▶ **YOUR OBJECTIVE**
Which lines of the data contain the string "Debug"? Copy every one of them.

[Saved data entries]
· · · · ·

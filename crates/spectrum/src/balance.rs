//! Thermal to non-thermal flux balance for a trial cutoff

// crate modules
use crate::config::SpectrumConfig;
use crate::constants::MAXWELLIAN_UNDERFLOW_KT;
use crate::error::{Error, Result};
use crate::quadrature::Quadrature;
use crate::shape::{ChiSpectrum, Epithermal, Maxwellian, Shape};

// external crates
use log::trace;

/// Region integrals implied by a trial thermal cutoff
///
/// The scale factors are the continuity conditions at the cutoff and at the
/// fast boundary, with the thermal scale fixed at 1.
#[derive(Debug, Clone, Copy, PartialEq)]
pub struct BalanceTerms {
    /// Trial thermal cutoff (eV)
    pub cutoff: f64,
    /// Epithermal scale factor, `M(e1) / F(e1)`
    pub scale_epithermal: f64,
    /// Fast scale factor, `scale_epithermal * F(e2) / Chi(e2)`
    pub scale_fast: f64,
    /// Maxwellian flux integrated over `[0, e1]`
    pub thermal: f64,
    /// Scaled 1/E flux integrated over `[e1, e2]`
    pub epithermal: f64,
    /// Scaled chi flux integrated over `[e2, upper_fast_bound]`
    pub fast: f64,
}

impl BalanceTerms {
    /// Total flux above the cutoff
    pub fn non_thermal(&self) -> f64 {
        self.epithermal + self.fast
    }

    /// Ratio of thermal to non-thermal flux
    pub fn ratio(&self) -> f64 {
        self.thermal / self.non_thermal()
    }
}

/// Evaluates the flux balance for any trial cutoff at a fixed temperature
///
/// Holds the three shapes, the fixed region bounds, and the integrator. The
/// chi integral over the fast region does not depend on the cutoff, so it is
/// computed once on construction.
#[derive(Debug, Clone)]
pub struct Balance {
    maxwellian: Maxwellian,
    epithermal: Epithermal,
    chi: ChiSpectrum,
    fast_boundary: f64,
    upper_fast_bound: f64,
    quadrature: Quadrature,
    fast_integral: f64,
}

impl Balance {
    /// Set up the balance for a neutron temperature (K)
    pub fn new(temperature: f64, config: &SpectrumConfig) -> Result<Self> {
        config.validate()?;

        let maxwellian = Maxwellian::new(temperature)?;
        let chi = ChiSpectrum::default();
        let quadrature = Quadrature::new(config.quadrature);

        let fast_integral = quadrature
            .integrate(
                |e| chi.value(e),
                config.fast_boundary,
                config.upper_fast_bound,
            )?
            .value;

        Ok(Self {
            maxwellian,
            epithermal: Epithermal,
            chi,
            fast_boundary: config.fast_boundary,
            upper_fast_bound: config.upper_fast_bound,
            quadrature,
            fast_integral,
        })
    }

    /// Thermal region shape
    pub fn maxwellian(&self) -> &Maxwellian {
        &self.maxwellian
    }

    /// Epithermal region shape
    pub fn epithermal(&self) -> &Epithermal {
        &self.epithermal
    }

    /// Fast region shape
    pub fn chi(&self) -> &ChiSpectrum {
        &self.chi
    }

    /// Lower edge of the fast region (eV)
    pub fn fast_boundary(&self) -> f64 {
        self.fast_boundary
    }

    /// Upper limit of the fast region integral (eV)
    pub fn upper_fast_bound(&self) -> f64 {
        self.upper_fast_bound
    }

    /// Continuity scale factors `(epithermal, fast)` for a cutoff
    pub fn scale_factors(&self, cutoff: f64) -> Result<(f64, f64)> {
        self.check_domain(cutoff)?;

        let e2 = self.fast_boundary;
        let scale_epithermal = self.maxwellian.value(cutoff) / self.epithermal.value(cutoff);
        let scale_fast = scale_epithermal * self.epithermal.value(e2) / self.chi.value(e2);

        Ok((scale_epithermal, scale_fast))
    }

    /// All region integrals and scale factors for a cutoff
    pub fn terms(&self, cutoff: f64) -> Result<BalanceTerms> {
        let (scale_epithermal, scale_fast) = self.scale_factors(cutoff)?;

        // nothing above the underflow point contributes to the thermal flux
        let thermal_limit = cutoff.min(MAXWELLIAN_UNDERFLOW_KT * self.maxwellian.kt());
        let thermal = self
            .quadrature
            .integrate(|e| self.maxwellian.value(e), 0.0, thermal_limit)?
            .value;

        let epithermal = scale_epithermal
            * self
                .quadrature
                .integrate(|e| self.epithermal.value(e), cutoff, self.fast_boundary)?
                .value;

        let fast = scale_fast * self.fast_integral;

        Ok(BalanceTerms {
            cutoff,
            scale_epithermal,
            scale_fast,
            thermal,
            epithermal,
            fast,
        })
    }

    /// Thermal to non-thermal flux ratio implied by a cutoff
    ///
    /// Fails with [Error::UndefinedRatio] when the non-thermal flux vanishes,
    /// which happens once the Maxwellian underflows at very high cutoffs.
    pub fn ratio(&self, cutoff: f64) -> Result<f64> {
        let terms = self.terms(cutoff)?;
        let ratio = terms.ratio();

        trace!(
            "Ratio at {cutoff:e} eV = {ratio:e} (A={:e}, B={:e}, C={:e})",
            terms.thermal,
            terms.epithermal,
            terms.fast
        );

        if ratio.is_finite() && ratio > 0.0 {
            Ok(ratio)
        } else {
            Err(Error::UndefinedRatio { cutoff })
        }
    }

    fn check_domain(&self, cutoff: f64) -> Result<()> {
        if cutoff > 0.0 && cutoff < self.fast_boundary {
            Ok(())
        } else {
            Err(Error::CutoffOutsideDomain {
                cutoff,
                fast_boundary: self.fast_boundary,
            })
        }
    }
}

#[cfg(test)]
mod tests {
    use super::*;

    fn balance() -> Balance {
        Balance::new(600.0, &SpectrumConfig::default()).unwrap()
    }

    #[test]
    fn continuity_at_both_boundaries() {
        let b = balance();
        let cutoff = 0.1;
        let (c2, c3) = b.scale_factors(cutoff).unwrap();

        let thermal = b.maxwellian().value(cutoff);
        assert!(((c2 / cutoff - thermal) / thermal).abs() < 1e-14);

        let e2 = b.fast_boundary();
        let fast = c3 * b.chi().value(e2);
        assert!(((c2 / e2 - fast) / fast).abs() < 1e-14);
    }

    #[test]
    fn small_cutoff_limit() {
        // for e1 << kT the thermal integral is (2/3) e1^1.5 and the
        // epithermal integral is e1^1.5 ln(e2/e1)
        let b = balance();
        let cutoff = 1e-6;
        let terms = b.terms(cutoff).unwrap();

        let thermal = 2.0 / 3.0 * cutoff.powf(1.5);
        assert!(((terms.thermal - thermal) / thermal).abs() < 1e-3);

        let epithermal = cutoff.powf(1.5) * (1e6 / cutoff).ln();
        assert!(((terms.epithermal - epithermal) / epithermal).abs() < 1e-3);
    }

    #[test]
    fn ratio_matches_terms() {
        let b = balance();
        let terms = b.terms(0.05).unwrap();
        let expected = terms.thermal / (terms.epithermal + terms.fast);
        assert_eq!(b.ratio(0.05).unwrap(), expected);
    }

    #[test]
    fn cutoff_domain() {
        let b = balance();
        for cutoff in [0.0, -1.0, 1e6, 2e6] {
            assert!(matches!(
                b.ratio(cutoff),
                Err(Error::CutoffOutsideDomain { .. })
            ));
        }
    }

    #[test]
    fn thermal_integral_beyond_underflow() {
        // the full Maxwellian integral is (sqrt(pi) / 2) kT^1.5
        let b = balance();
        let kt = b.maxwellian().kt();
        let expected = 0.5 * std::f64::consts::PI.sqrt() * kt.powf(1.5);

        let terms = b.terms(1.0e4).unwrap();
        assert!(((terms.thermal - expected) / expected).abs() < 1e-9);
    }

    #[test]
    fn underflowed_maxwellian_has_no_ratio() {
        // exp(-1e4 / 0.0517) is zero in double precision
        let b = balance();
        assert!(matches!(
            b.ratio(1.0e4),
            Err(Error::UndefinedRatio { .. })
        ));
    }
}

· · · · ·

▶ **SOLUTION FOR THIS PROBLEM**
#[derive(Debug, Clone, Copy, PartialEq)]
#[derive(Debug, Clone)]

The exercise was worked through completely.